PPL is specifically designed to simplify tasks in observability and security analytics, making it easier for users to analyze and understand their data. Its syntax and concepts align with familiar languages like Splunk SPL and SQL. Although PPL is a native part of OpenSearch, it’s designed independently of any specific query engine, allowing other query engines to adopt it and making it flexible enough to handle structured, semi-structured, and nested data across various platforms.

Pain points

1. PPL lacks the ability to handle complex queries.

The current PPL engine (shared with SQL v2 engine) is built with custom components, including a parser, analyzer, optimizer, and relies heavily on OpenSearch DSL capabilities to execute query plans. By aligning its syntax and concepts with familiar languages like Splunk SPL and SQL, we aim to streamline migration for users from these backgrounds, allowing them to adopt PPL with minimal effort. The lack of comprehensive ability is a critical blocker for Splunk-to-OpenSearch migrations. We added ~20 new commands in PPL-on-Spark, but there are still dozens of command gaps to be filled. Not to mention that there are still a large number of functions to be implemented.

2. Lack of Unified PPL Experience

The PPL language is currently inconsistent across PPL-on-OpenSearch and PPL-on-Spark. There are a lot of new commands added in PPL-on-Spark, such as join, lookup and subsearch are not yet supported in PPL-on-OpenSearch. As more and more new commands and functions are implemented in PPL-on-Spark, this gap will continue to widen.

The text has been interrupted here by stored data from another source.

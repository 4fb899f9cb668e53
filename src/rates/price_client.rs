use std::collections::HashMap;

use anyhow::{Context, Result};
use reqwest::Client;

/// Optional per-asset USD price lookup. When configured, the service
/// uses `1 / price_usd(asset)` as that asset's conversion rate instead
/// of the uniform fiat rate. Failure is non-fatal: callers fall back
/// to the uniform rate.
pub struct PriceClient {
    client: Client,
    api_url: String,
}

impl PriceClient {
    pub fn new(api_url: String, timeout_secs: u64) -> Result<Self> {
        let client = Client::builder()
            .timeout(std::time::Duration::from_secs(timeout_secs))
            .build()
            .context("Failed to build price HTTP client")?;

        Ok(Self { client, api_url })
    }

    /// USD prices keyed by asset symbol. Returns `None` on any
    /// failure; partial payloads are fine (missing symbols just keep
    /// the uniform rate).
    pub async fn usd_prices(&self, symbols: &[String]) -> Option<HashMap<String, f64>> {
        match self.fetch(symbols).await {
            Ok(prices) => Some(prices),
            Err(e) => {
                log::warn!("Per-asset price fetch failed, using uniform rate: {e:#}");
                None
            }
        }
    }

    async fn fetch(&self, symbols: &[String]) -> Result<HashMap<String, f64>> {
        let url = format!("{}?symbols={}", self.api_url, symbols.join(","));

        let payload: HashMap<String, f64> = self
            .client
            .get(&url)
            .send()
            .await
            .context("Failed to fetch asset prices")?
            .error_for_status()
            .context("Price API returned an error status")?
            .json()
            .await
            .context("Failed to parse price response")?;

        // Drop junk entries rather than letting them poison the rate.
        Ok(payload
            .into_iter()
            .filter(|(_, p)| p.is_finite() && *p > 0.0)
            .collect())
    }
}
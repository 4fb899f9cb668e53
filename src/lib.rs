// lib.rs - Library exports for integration tests

pub mod bootstrap;
pub mod catalog;
pub mod config;
pub mod engine;
pub mod rates;
pub mod web;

3. Lack of mature query optimizer

Although the v2 engine framework comes with an optimizer class, it only has a few pushdown optimization rules and lacks of mature optimization rules and cost-based optimizer like those found in traditional databases. Query performance and scalability are core to PPL's design, enabling it to efficiently handle high-performance queries and scale to support large datasets and complex queries.

4. Lacks the robustness

While PPL has 5,000+ integration tests, it lacks the robustness of more mature systems like SQLite (with over 1 million tests) or PostgreSQL (with 60,000+ tests), impacting both performance and development effort.

Proposal

The proposal is to integrate Apache Calcite as a new query engine. See what Apache Calcite can do:

  • Apache Calcite is a straightforward and in common use library to help us to solve the first pain point. It fully supports the ANSI SQL (even is very complex) and contains many built-in functions of commercial databases.
  • The second pain point is mainly due to the significant development efforts required to implement a large number of PPL commands for different engines (Spark and OpenSearch). Apache Calcite cannot solve this pain point for short-term, but for long-term, with Apache Calcite, the PPL statements can be translated to various SQL dialects, including SparkSQL, then the current implementation of PPL-on-Spark could be depreciated. the implementation of PPL-on-OpenSearch and PPL-on-Spark can be unified.
  • The built-in RBO and CBO optimizers in Apache Calcite, as well as features such as materialized views, can effectively meet and solve the third pain point.
  • Apache Calcite is widely adopted by a variety of organizations and has gained industry support from major players in the data management and analytics space. Although it does not have the same level of robustness as commercial databases, the Apache Calcite open source community is still active. Absolutely, using existing Apache Calcite code for logical plan optimization and physical operator execution has higher robustness and lower cost than writing code from scratch which solves the fourth pain point.

Architecture of Calcite integration

The current PPL grammar and existing query AST have widely used (both in PPL-on-OpenSearch and PPL-on-Spark). In addition, the ANTLR4 grammar is used in polyglot validators in fronted and backend (Java validator, J/S validator, Python validator). To keep the ANTLR4 grammar and reuse existing AST, the architecture of integration looks
Screenshot 2024-11-25 at 17 10 17

Implementation

How the SQL/PPL works with Apache Calcite?

PPL-on-OpenSearch

PPL -> ANTLR -> AST -> RelNode(Calcite) -> EnumerableRel(Calcite) -> OpenSearchEnumerableRel -> OpenSearch API
SQL -> ANTLR -> AST -> RelNode(Calcite) -> EnumerableRel(Calcite)-> OpenSearchEnumerableRel -> OpenSearch API

PPL-on-Spark

Short-term: PPL -> ANTLR -> AST -> LogicalPlan(Spark) -> PhysicalPlan(Spark) -> tasks (Spark runtime)
Long-term: PPL -> ANTLR -> AST -> RelNode(Calcite) -> SparkSQL API -> tasks (Spark runtime)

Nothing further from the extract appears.